■ **Action item**
Where the listing below reaches the line containing "filename raves-common/src/filters/query.rs", start writing out lines exactly, and stop once the line containing "set of params." has been written.

■ **Record extracts**

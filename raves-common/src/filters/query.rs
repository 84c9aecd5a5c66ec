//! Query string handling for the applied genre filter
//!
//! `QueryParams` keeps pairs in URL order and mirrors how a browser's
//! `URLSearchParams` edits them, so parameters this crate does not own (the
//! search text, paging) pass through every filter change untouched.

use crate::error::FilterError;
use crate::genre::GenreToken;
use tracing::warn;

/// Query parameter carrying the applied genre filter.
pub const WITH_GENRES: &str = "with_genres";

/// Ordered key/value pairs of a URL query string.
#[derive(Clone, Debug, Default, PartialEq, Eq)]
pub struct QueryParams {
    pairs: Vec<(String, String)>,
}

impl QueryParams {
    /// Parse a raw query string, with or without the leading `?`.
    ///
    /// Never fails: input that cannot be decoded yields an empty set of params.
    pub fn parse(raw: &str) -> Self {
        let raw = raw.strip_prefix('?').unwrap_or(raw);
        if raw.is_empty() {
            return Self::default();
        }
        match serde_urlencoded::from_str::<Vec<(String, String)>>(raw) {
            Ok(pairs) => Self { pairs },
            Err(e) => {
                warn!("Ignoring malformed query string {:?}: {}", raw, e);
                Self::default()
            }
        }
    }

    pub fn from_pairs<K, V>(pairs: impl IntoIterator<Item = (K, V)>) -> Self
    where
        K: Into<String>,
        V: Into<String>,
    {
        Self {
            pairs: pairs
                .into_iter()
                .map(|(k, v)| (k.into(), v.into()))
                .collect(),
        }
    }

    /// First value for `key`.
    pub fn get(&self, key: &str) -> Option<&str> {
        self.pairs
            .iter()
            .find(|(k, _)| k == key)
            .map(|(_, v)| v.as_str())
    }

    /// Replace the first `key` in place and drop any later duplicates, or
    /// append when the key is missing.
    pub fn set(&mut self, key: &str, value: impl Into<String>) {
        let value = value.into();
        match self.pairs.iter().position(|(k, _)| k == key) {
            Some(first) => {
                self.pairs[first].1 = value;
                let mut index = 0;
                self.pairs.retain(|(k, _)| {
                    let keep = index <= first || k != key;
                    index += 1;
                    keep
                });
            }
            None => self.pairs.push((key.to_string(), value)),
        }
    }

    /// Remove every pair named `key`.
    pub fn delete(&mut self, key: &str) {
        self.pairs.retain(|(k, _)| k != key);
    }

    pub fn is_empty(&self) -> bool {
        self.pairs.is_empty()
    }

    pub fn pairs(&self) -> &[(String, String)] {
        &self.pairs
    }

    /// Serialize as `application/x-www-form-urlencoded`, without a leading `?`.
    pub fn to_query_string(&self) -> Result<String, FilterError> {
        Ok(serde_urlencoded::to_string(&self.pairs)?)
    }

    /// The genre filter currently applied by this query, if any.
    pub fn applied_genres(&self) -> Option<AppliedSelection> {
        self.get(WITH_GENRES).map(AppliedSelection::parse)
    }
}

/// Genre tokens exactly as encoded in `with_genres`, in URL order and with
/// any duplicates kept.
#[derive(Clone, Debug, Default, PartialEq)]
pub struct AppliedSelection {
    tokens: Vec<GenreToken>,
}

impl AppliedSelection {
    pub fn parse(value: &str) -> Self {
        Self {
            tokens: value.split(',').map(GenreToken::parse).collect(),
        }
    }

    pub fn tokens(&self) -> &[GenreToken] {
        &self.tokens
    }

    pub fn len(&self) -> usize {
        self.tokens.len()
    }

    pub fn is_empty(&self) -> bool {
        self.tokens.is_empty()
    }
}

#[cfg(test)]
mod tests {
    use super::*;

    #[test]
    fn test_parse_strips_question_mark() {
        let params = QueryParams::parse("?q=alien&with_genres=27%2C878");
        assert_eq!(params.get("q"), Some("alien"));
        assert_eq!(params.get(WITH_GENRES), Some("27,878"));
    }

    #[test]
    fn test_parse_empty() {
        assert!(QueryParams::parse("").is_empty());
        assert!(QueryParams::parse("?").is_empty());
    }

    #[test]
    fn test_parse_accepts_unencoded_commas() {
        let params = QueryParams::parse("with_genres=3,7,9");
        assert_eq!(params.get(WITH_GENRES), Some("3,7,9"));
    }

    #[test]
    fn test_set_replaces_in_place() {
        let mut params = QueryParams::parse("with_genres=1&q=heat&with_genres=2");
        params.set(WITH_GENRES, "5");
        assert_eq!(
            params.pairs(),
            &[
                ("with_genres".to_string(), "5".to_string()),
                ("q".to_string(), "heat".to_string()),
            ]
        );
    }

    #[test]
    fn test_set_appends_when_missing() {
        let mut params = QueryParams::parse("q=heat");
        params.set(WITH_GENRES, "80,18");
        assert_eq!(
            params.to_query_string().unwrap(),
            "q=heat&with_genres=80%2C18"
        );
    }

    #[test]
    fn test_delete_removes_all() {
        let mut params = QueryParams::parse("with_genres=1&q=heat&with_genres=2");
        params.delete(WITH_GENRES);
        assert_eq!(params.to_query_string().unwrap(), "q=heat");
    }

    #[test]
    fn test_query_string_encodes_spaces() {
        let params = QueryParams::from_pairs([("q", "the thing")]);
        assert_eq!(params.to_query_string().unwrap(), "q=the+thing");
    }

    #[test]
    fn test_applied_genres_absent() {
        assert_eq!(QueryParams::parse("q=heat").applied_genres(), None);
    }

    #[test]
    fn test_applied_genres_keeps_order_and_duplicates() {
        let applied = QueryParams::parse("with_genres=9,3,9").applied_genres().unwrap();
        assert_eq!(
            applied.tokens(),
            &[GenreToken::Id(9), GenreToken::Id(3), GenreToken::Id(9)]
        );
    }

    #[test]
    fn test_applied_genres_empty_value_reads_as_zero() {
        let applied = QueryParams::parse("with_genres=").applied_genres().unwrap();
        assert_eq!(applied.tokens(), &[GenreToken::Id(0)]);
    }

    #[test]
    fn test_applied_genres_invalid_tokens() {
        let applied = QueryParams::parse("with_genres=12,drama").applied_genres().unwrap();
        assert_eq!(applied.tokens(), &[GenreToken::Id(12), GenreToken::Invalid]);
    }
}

--

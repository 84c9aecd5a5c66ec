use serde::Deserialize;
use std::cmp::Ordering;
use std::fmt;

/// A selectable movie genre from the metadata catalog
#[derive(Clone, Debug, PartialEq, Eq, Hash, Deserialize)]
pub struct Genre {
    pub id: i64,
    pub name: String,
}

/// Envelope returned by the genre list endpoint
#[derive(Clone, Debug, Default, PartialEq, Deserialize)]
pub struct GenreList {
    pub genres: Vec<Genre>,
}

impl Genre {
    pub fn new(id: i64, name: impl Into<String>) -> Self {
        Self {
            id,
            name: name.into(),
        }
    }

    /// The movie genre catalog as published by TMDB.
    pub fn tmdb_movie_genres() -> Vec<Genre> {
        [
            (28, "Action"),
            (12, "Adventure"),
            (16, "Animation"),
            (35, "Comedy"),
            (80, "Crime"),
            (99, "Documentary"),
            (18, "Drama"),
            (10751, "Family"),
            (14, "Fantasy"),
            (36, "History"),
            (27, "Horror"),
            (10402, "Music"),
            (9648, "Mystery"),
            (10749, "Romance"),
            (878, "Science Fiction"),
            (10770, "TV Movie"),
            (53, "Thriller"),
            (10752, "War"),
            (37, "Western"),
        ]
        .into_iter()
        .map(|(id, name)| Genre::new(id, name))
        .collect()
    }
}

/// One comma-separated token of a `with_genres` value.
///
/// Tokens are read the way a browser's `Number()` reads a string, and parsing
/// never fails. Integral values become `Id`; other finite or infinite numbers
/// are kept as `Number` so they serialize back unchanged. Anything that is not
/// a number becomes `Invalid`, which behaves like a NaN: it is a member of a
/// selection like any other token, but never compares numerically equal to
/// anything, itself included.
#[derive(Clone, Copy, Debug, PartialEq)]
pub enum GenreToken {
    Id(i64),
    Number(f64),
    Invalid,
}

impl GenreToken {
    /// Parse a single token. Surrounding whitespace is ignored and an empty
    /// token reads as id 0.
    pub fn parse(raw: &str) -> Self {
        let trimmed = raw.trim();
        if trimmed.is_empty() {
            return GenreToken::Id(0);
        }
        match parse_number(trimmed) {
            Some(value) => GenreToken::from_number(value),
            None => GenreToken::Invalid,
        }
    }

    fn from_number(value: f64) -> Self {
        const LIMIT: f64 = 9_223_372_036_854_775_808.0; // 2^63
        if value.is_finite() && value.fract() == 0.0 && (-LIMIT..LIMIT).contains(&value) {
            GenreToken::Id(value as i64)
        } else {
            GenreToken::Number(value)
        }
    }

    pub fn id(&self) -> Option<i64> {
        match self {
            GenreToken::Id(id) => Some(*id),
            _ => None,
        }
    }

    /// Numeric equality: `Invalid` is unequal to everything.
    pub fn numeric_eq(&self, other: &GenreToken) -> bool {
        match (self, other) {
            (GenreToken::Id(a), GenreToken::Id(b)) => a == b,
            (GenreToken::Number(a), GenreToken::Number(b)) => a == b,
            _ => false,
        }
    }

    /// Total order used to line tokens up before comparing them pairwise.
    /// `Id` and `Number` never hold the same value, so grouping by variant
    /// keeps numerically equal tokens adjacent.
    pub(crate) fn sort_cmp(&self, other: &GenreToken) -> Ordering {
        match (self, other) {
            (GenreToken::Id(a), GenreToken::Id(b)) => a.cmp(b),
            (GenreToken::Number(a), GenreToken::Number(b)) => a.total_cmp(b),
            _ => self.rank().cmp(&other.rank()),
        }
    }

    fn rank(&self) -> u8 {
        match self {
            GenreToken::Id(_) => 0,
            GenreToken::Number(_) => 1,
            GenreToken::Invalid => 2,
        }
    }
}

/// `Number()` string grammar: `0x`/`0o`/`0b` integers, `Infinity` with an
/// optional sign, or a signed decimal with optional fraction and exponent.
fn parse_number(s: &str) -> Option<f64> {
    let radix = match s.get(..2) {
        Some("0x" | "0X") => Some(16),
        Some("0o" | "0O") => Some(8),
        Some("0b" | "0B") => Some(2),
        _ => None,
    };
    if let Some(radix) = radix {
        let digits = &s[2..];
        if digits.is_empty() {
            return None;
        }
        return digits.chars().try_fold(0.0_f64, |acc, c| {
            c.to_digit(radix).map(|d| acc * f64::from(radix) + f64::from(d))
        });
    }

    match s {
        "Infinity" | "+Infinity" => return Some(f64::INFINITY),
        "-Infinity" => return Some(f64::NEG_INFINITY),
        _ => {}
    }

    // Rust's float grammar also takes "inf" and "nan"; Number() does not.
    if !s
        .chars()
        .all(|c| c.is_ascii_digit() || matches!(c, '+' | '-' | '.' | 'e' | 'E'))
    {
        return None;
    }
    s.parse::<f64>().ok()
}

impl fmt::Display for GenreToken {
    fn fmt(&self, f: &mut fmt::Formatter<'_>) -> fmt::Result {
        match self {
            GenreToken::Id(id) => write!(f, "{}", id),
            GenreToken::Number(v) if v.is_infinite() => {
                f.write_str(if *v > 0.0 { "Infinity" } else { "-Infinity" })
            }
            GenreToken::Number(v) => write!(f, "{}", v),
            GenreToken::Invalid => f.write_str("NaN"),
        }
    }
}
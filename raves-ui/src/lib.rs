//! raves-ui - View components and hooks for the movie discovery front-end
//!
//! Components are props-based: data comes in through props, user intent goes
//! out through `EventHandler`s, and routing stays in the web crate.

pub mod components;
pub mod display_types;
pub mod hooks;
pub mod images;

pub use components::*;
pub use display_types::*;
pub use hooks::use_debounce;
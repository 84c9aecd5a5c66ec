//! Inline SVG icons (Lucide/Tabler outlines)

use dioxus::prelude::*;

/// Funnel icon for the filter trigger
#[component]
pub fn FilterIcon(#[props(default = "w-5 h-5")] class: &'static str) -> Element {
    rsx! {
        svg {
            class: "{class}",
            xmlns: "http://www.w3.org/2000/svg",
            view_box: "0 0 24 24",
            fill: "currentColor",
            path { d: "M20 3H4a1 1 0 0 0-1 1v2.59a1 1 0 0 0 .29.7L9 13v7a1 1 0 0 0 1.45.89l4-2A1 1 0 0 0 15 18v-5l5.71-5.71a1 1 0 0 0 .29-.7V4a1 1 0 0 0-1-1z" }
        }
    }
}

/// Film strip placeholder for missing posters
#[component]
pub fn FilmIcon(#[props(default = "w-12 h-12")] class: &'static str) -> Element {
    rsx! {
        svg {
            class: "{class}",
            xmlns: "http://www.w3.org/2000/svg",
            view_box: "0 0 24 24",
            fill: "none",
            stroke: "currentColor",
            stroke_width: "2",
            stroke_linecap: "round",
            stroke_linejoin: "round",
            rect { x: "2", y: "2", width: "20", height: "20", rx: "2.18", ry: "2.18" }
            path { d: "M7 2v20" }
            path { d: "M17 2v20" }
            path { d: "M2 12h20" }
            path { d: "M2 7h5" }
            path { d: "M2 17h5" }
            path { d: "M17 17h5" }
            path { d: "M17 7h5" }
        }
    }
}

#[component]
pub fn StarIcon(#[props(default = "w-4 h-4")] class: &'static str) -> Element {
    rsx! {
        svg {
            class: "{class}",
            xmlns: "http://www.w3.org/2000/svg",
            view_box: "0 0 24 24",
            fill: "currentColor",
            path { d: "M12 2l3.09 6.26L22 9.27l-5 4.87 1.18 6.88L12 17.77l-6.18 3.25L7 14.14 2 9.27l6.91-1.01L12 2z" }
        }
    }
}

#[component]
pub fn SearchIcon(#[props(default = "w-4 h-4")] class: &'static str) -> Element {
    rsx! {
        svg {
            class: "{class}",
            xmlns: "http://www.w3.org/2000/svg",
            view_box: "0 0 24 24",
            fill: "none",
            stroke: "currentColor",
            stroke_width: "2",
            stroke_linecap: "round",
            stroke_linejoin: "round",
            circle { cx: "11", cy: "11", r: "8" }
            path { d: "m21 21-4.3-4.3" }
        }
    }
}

---

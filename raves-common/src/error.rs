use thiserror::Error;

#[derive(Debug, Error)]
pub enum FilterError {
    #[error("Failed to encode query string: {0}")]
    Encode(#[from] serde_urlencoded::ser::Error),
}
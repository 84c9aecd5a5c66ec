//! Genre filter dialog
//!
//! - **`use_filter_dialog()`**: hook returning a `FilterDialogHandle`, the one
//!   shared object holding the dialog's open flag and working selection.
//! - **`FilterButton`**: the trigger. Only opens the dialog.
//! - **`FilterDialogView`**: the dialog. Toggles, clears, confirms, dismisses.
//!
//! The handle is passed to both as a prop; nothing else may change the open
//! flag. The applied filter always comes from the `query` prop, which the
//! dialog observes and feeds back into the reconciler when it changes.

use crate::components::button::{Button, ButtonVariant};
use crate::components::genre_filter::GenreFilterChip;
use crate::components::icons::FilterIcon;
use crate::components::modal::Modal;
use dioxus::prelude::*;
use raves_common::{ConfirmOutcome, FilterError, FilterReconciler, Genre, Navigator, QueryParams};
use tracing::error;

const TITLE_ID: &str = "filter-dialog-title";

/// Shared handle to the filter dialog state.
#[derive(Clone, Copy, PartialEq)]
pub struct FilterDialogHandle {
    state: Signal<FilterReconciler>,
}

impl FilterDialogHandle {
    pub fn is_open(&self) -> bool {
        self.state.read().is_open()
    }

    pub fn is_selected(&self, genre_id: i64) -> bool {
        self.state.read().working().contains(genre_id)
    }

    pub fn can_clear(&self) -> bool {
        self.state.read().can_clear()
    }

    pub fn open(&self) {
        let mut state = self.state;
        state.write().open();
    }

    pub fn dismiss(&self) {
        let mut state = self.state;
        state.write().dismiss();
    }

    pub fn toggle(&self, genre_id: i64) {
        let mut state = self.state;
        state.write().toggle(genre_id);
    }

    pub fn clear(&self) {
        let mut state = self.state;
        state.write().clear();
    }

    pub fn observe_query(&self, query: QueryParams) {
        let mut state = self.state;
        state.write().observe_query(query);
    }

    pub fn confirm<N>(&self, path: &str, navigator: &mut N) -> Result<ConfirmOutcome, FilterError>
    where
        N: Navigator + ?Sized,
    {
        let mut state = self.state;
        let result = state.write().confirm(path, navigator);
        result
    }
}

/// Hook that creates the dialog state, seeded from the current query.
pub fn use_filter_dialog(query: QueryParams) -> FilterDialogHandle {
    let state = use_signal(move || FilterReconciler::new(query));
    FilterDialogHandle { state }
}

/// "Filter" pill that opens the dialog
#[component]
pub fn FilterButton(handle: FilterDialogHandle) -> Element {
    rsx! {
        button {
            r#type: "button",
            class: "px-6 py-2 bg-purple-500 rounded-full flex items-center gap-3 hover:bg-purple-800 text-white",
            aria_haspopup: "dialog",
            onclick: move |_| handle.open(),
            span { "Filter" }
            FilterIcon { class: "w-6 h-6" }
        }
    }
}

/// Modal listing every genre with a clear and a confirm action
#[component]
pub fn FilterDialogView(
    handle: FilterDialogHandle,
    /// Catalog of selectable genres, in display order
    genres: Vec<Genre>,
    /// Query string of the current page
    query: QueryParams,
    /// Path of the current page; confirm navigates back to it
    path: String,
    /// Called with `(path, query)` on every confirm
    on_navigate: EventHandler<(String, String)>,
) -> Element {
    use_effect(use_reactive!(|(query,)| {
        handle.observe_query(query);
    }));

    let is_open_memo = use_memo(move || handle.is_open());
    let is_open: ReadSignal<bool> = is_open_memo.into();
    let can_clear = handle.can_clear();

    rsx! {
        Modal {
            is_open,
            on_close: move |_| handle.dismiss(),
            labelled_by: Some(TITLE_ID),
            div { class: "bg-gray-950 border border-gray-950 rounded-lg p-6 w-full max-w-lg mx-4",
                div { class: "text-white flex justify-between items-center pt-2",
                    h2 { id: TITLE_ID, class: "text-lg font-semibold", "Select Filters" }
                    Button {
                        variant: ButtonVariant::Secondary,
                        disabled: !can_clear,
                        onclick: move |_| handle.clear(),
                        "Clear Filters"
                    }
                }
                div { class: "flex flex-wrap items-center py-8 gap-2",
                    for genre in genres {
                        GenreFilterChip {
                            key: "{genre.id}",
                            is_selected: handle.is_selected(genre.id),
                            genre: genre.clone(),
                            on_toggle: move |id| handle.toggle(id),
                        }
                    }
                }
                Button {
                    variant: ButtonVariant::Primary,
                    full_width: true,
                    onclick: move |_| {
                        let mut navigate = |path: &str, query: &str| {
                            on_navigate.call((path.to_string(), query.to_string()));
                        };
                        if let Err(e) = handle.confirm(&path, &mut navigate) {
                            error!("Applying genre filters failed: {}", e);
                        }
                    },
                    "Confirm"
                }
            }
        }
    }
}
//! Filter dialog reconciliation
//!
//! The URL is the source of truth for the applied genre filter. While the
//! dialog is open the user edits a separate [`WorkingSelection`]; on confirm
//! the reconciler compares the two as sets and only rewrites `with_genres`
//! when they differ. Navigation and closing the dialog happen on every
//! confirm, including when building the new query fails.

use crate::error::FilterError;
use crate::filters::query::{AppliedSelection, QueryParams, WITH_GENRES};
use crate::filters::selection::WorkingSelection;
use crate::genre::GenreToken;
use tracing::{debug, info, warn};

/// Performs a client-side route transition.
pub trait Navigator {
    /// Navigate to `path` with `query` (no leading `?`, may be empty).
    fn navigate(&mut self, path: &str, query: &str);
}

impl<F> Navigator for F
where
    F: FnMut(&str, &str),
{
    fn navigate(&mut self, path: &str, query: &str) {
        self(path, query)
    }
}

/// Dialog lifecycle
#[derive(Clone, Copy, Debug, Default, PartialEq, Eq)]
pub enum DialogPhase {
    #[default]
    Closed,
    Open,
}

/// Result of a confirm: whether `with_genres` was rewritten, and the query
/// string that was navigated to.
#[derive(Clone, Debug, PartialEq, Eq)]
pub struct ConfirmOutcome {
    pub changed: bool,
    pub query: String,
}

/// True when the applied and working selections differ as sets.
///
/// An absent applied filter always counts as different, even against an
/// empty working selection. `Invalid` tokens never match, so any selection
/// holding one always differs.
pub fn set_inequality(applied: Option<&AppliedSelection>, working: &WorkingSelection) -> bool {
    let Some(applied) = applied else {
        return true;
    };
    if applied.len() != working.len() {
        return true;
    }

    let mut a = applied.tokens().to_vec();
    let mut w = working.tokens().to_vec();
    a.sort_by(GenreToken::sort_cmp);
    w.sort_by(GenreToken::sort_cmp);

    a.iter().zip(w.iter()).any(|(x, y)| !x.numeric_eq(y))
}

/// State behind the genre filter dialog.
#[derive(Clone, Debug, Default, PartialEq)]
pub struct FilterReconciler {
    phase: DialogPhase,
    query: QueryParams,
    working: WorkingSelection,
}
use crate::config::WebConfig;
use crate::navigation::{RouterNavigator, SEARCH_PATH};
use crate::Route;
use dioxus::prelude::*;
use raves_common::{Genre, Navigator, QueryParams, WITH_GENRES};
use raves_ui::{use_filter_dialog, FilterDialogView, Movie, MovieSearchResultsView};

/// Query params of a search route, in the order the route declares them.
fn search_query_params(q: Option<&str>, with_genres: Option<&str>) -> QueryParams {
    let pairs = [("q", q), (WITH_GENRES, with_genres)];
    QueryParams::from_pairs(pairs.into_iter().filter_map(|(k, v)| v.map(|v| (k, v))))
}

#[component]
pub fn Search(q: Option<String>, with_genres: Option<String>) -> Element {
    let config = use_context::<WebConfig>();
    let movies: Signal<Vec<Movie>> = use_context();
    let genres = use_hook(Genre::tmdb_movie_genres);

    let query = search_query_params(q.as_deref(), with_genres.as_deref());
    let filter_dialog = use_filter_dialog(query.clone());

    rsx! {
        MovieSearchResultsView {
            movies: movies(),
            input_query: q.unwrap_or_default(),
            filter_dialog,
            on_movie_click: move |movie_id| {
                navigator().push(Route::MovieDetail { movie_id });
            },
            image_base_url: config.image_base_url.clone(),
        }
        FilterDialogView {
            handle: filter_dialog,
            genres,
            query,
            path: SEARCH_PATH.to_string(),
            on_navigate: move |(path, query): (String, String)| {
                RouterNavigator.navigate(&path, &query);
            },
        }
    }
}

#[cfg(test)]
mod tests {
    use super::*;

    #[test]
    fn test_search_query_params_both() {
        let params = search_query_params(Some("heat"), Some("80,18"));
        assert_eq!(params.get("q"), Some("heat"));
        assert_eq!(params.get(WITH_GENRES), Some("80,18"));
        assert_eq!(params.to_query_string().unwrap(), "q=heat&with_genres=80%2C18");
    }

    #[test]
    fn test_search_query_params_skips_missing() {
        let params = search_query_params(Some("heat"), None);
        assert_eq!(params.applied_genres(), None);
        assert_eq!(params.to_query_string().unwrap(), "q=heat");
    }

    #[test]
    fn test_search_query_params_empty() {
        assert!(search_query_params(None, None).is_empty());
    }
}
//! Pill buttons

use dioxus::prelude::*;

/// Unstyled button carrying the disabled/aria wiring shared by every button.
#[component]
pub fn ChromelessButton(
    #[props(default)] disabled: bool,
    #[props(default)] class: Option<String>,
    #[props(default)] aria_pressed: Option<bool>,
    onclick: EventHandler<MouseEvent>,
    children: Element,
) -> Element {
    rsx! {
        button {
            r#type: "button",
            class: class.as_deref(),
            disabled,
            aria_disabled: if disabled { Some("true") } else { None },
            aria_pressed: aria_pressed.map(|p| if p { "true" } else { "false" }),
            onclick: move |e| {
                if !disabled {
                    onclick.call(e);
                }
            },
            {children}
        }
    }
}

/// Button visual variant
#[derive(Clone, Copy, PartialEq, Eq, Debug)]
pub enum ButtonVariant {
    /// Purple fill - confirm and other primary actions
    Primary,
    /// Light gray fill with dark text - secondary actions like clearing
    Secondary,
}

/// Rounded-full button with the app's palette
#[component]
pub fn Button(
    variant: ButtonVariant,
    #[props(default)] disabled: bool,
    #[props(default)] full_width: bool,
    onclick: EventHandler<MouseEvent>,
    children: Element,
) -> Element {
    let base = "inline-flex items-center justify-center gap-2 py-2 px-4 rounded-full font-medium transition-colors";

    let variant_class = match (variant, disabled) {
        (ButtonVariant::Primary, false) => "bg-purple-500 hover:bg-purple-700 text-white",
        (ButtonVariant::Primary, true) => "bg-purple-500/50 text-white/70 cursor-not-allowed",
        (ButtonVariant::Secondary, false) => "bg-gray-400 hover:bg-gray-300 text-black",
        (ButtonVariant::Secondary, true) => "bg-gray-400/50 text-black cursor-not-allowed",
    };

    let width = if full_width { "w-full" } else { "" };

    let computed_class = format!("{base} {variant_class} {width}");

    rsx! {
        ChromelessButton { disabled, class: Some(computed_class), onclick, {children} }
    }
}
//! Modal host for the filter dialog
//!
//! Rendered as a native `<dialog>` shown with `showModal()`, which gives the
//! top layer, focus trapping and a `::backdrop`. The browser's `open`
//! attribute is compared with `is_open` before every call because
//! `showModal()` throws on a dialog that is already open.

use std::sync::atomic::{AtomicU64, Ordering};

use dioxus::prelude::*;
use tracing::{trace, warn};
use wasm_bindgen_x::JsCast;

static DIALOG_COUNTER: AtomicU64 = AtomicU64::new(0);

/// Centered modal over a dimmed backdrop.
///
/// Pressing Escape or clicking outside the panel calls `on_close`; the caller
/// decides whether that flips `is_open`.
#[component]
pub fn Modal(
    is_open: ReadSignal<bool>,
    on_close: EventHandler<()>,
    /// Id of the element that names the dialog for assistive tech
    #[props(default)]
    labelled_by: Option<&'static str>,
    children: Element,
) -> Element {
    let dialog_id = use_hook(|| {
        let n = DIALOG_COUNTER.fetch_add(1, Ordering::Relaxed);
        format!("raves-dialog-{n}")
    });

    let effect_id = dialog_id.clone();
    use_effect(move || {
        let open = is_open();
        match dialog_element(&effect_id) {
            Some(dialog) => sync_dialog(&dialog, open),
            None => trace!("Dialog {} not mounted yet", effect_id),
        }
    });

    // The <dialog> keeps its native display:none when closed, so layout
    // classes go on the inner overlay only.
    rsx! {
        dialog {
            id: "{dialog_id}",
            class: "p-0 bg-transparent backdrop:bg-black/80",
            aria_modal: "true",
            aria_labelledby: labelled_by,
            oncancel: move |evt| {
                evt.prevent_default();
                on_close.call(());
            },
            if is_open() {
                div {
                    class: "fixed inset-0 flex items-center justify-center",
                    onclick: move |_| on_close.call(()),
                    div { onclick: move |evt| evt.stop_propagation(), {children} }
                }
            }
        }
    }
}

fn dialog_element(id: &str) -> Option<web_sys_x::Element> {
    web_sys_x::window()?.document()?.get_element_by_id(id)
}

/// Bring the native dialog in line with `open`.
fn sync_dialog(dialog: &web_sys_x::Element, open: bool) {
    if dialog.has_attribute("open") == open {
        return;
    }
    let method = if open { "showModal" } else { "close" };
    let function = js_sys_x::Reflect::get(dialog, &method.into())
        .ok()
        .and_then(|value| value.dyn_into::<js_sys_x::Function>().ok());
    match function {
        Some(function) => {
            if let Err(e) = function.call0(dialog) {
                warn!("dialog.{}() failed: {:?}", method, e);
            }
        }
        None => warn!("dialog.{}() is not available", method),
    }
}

■ **Written response**
filename raves-common/src/filters/query.rs
repository 84c9aecd5a5c66ec
//! Query string handling for the applied genre filter
//!
//! `QueryParams` keeps pairs in URL order and mirrors how a browser's
//! `URLSearchParams` edits them, so parameters this crate does not own (the
//! search text, paging) pass through every filter change untouched.

use crate::error::FilterError;
use crate::genre::GenreToken;
use tracing::warn;

/// Query parameter carrying the applied genre filter.
pub const WITH_GENRES: &str = "with_genres";

/// Ordered key/value pairs of a URL query string.
#[derive(Clone, Debug, Default, PartialEq, Eq)]
pub struct QueryParams {
    pairs: Vec<(String, String)>,
}

impl QueryParams {
    /// Parse a raw query string, with or without the leading `?`.
    ///
    /// Never fails: input that cannot be decoded yields an empty set of params.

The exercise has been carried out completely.